Well, not just the Times, scientists are also digging through Wikipedia among many other sites.
Researchers at Microsoft and the Technion-Israel Institute of Technology are creating software that analyzes 22 years of New York Times archives, Wikipedia and about 90 other web resources to predict future disease outbreaks, riots and deaths — and hopefully prevent them.
The new research is the latest in a number of similar initiatives that seek to mine web data to predict all kinds of events. Recorded Future, for instance, analyzes news, blogs and social media to “help identify predictive signals” for a variety of industries, including financial services and defense. Researchers are also using Twitter and Google to track flu outbreaks.
Technology Review outlines how it can work.

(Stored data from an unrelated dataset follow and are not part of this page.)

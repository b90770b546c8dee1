//! Document - Presentation Context
//!
//! In-memory model of the parts of a page the preference managers touch: class
//! lists and attributes of the root and body elements, `<meta>` hints, and
//! events dispatched for document-level listeners.

use std::cell::RefCell;
use std::collections::BTreeMap;
use std::rc::Rc;

use serde::Serialize;

use crate::eventing::SiteEvent;

/// Which element an operation addresses
#[derive(Debug, Clone, Copy, PartialEq, Eq)]
pub enum Target {
    /// The root (`<html>`) element
    Root,
    Body,
}

/// Class list and attributes of one element
#[derive(Debug, Clone, Default, PartialEq, Eq, Serialize)]
pub struct Element {
    classes: Vec<String>,
    attributes: BTreeMap<String, String>,
}

impl Element {
    pub fn has_class(&self, name: &str) -> bool {
        self.classes.iter().any(|class| class == name)
    }

    pub fn add_class(&mut self, name: &str) {
        if !self.has_class(name) {
            self.classes.push(name.to_string());
        }
    }

    pub fn remove_class(&mut self, name: &str) {
        self.classes.retain(|class| class != name);
    }

    /// Space-separated class list
    pub fn class_name(&self) -> String {
        self.classes.join(" ")
    }

    /// Replace the whole class list. Duplicates and blanks are dropped.
    pub fn set_class_name(&mut self, class_name: &str) {
        self.classes.clear();
        for name in class_name.split_whitespace() {
            self.add_class(name);
        }
    }

    pub fn attribute(&self, name: &str) -> Option<&str> {
        self.attributes.get(name).map(String::as_str)
    }

    pub fn set_attribute(&mut self, name: &str, value: &str) {
        self.attributes.insert(name.to_string(), value.to_string());
    }
}

/// Point-in-time copy of the whole document
#[derive(Debug, Clone, Default, PartialEq, Serialize)]
pub struct DocumentSnapshot {
    pub root: Element,
    pub body: Element,
    pub meta: BTreeMap<String, String>,
    pub events: Vec<SiteEvent>,
}

#[derive(Debug, Default)]
struct DocumentInner {
    root: Element,
    body: Element,
    meta: BTreeMap<String, String>,
    events: Vec<SiteEvent>,
}

impl DocumentInner {
    fn element(&self, target: Target) -> &Element {
        match target {
            Target::Root => &self.root,
            Target::Body => &self.body,
        }
    }

    fn element_mut(&mut self, target: Target) -> &mut Element {
        match target {
            Target::Root => &mut self.root,
            Target::Body => &mut self.body,
        }
    }
}

/// Shared handle to the page. Clones address the same document.
#[derive(Debug, Clone, Default)]
pub struct Document {
    inner: Rc<RefCell<DocumentInner>>,
}

impl Document {
    pub fn new() -> Self {
        Self::default()
    }

    /// Run `f` against one element
    pub fn update(&self, target: Target, f: impl FnOnce(&mut Element)) {
        f(self.inner.borrow_mut().element_mut(target));
    }

    pub fn has_class(&self, target: Target, name: &str) -> bool {
        self.inner.borrow().element(target).has_class(name)
    }

    pub fn add_class(&self, target: Target, name: &str) {
        self.update(target, |element| element.add_class(name));
    }

    pub fn remove_class(&self, target: Target, name: &str) {
        self.update(target, |element| element.remove_class(name));
    }

    pub fn class_name(&self, target: Target) -> String {
        self.inner.borrow().element(target).class_name()
    }

    pub fn set_class_name(&self, target: Target, class_name: &str) {
        self.update(target, |element| element.set_class_name(class_name));
    }

    pub fn attribute(&self, target: Target, name: &str) -> Option<String> {
        self.inner
            .borrow()
            .element(target)
            .attribute(name)
            .map(str::to_string)
    }

    pub fn set_attribute(&self, target: Target, name: &str, value: &str) {
        self.update(target, |element| element.set_attribute(name, value));
    }

    /// Content of `<meta name=..>`
    pub fn meta(&self, name: &str) -> Option<String> {
        self.inner.borrow().meta.get(name).cloned()
    }

    /// Create or update `<meta name=.. content=..>`
    pub fn set_meta(&self, name: &str, content: &str) {
        self.inner
            .borrow_mut()
            .meta
            .insert(name.to_string(), content.to_string());
    }

    pub fn dispatch(&self, event: SiteEvent) {
        self.inner.borrow_mut().events.push(event);
    }

    /// Events dispatched so far, oldest first
    pub fn events(&self) -> Vec<SiteEvent> {
        self.inner.borrow().events.clone()
    }

    /// Drain dispatched events
    pub fn take_events(&self) -> Vec<SiteEvent> {
        std::mem::take(&mut self.inner.borrow_mut().events)
    }

    pub fn snapshot(&self) -> DocumentSnapshot {
        let inner = self.inner.borrow();
        DocumentSnapshot {
            root: inner.root.clone(),
            body: inner.body.clone(),
            meta: inner.meta.clone(),
            events: inner.events.clone(),
        }
    }
}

The system provides striking results when tested on historical data. For example, reports of droughts in Angola in 2006 triggered a warning about possible cholera outbreaks in the country, because previous events had taught the system that cholera outbreaks were more likely in years following droughts. A second warning about cholera in Angola was triggered by news reports of large storms in Africa in early 2007; less than a week later, reports appeared that cholera had become established. In similar tests involving forecasts of disease, violence, and a significant numbers of deaths, the system’s warnings were correct between 70 to 90 percent of the time.
See Kira Radinsky and Eric Horvitz, Mining the Web to Predict Future Events (PDF).